» **Exercise input**
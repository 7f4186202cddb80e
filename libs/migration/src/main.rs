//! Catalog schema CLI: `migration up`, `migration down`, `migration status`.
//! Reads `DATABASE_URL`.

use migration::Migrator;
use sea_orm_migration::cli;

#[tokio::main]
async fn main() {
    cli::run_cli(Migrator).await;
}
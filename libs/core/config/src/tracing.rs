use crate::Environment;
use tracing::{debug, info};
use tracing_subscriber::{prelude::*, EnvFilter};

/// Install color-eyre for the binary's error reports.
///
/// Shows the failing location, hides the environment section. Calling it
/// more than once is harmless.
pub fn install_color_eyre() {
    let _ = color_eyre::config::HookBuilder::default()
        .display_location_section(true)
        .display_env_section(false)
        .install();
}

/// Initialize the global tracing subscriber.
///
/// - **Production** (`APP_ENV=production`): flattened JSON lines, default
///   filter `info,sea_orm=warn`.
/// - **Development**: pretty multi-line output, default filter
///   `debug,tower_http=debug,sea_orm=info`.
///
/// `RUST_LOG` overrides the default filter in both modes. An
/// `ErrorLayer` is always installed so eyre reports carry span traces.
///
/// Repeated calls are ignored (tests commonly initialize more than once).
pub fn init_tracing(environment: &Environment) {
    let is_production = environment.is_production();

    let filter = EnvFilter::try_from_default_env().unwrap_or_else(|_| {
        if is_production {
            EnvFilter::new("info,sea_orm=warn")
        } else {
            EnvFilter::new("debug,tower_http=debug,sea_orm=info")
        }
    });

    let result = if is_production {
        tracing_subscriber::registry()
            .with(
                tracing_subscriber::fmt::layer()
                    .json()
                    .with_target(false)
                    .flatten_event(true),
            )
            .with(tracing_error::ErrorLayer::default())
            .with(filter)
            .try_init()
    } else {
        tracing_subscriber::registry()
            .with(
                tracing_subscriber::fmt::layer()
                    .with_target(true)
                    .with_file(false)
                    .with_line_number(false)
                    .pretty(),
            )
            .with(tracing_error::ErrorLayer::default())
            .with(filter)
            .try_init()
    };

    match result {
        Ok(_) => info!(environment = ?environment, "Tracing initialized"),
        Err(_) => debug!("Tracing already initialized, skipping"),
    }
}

» **What you need to do**
Return exactly the lines from the line bearing "#[tokio::main]" to the end of the records, inclusive of both; include no other lines.

» **Exercise output**
#[tokio::main]
async fn main() {
    cli::run_cli(Migrator).await;
}
filename libs/core/config/src/tracing.rs
use crate::Environment;
use tracing::{debug, info};
use tracing_subscriber::{prelude::*, EnvFilter};

/// Install color-eyre for the binary's error reports.
///
/// Shows the failing location, hides the environment section. Calling it
/// more than once is harmless.
pub fn install_color_eyre() {
    let _ = color_eyre::config::HookBuilder::default()
        .display_location_section(true)
        .display_env_section(false)
        .install();
}

/// Initialize the global tracing subscriber.
///
/// - **Production** (`APP_ENV=production`): flattened JSON lines, default
///   filter `info,sea_orm=warn`.
/// - **Development**: pretty multi-line output, default filter
///   `debug,tower_http=debug,sea_orm=info`.
///
/// `RUST_LOG` overrides the default filter in both modes. An
/// `ErrorLayer` is always installed so eyre reports carry span traces.
///
/// Repeated calls are ignored (tests commonly initialize more than once).
pub fn init_tracing(environment: &Environment) {
    let is_production = environment.is_production();

    let filter = EnvFilter::try_from_default_env().unwrap_or_else(|_| {
        if is_production {
            EnvFilter::new("info,sea_orm=warn")
        } else {
            EnvFilter::new("debug,tower_http=debug,sea_orm=info")
        }
    });

    let result = if is_production {
        tracing_subscriber::registry()
            .with(
                tracing_subscriber::fmt::layer()
                    .json()
                    .with_target(false)
                    .flatten_event(true),
            )
            .with(tracing_error::ErrorLayer::default())
            .with(filter)
            .try_init()
    } else {
        tracing_subscriber::registry()
            .with(
                tracing_subscriber::fmt::layer()
                    .with_target(true)
                    .with_file(false)
                    .with_line_number(false)
                    .pretty(),
            )
            .with(tracing_error::ErrorLayer::default())
            .with(filter)
            .try_init()
    };

    match result {
        Ok(_) => info!(environment = ?environment, "Tracing initialized"),
        Err(_) => debug!("Tracing already initialized, skipping"),
    }
}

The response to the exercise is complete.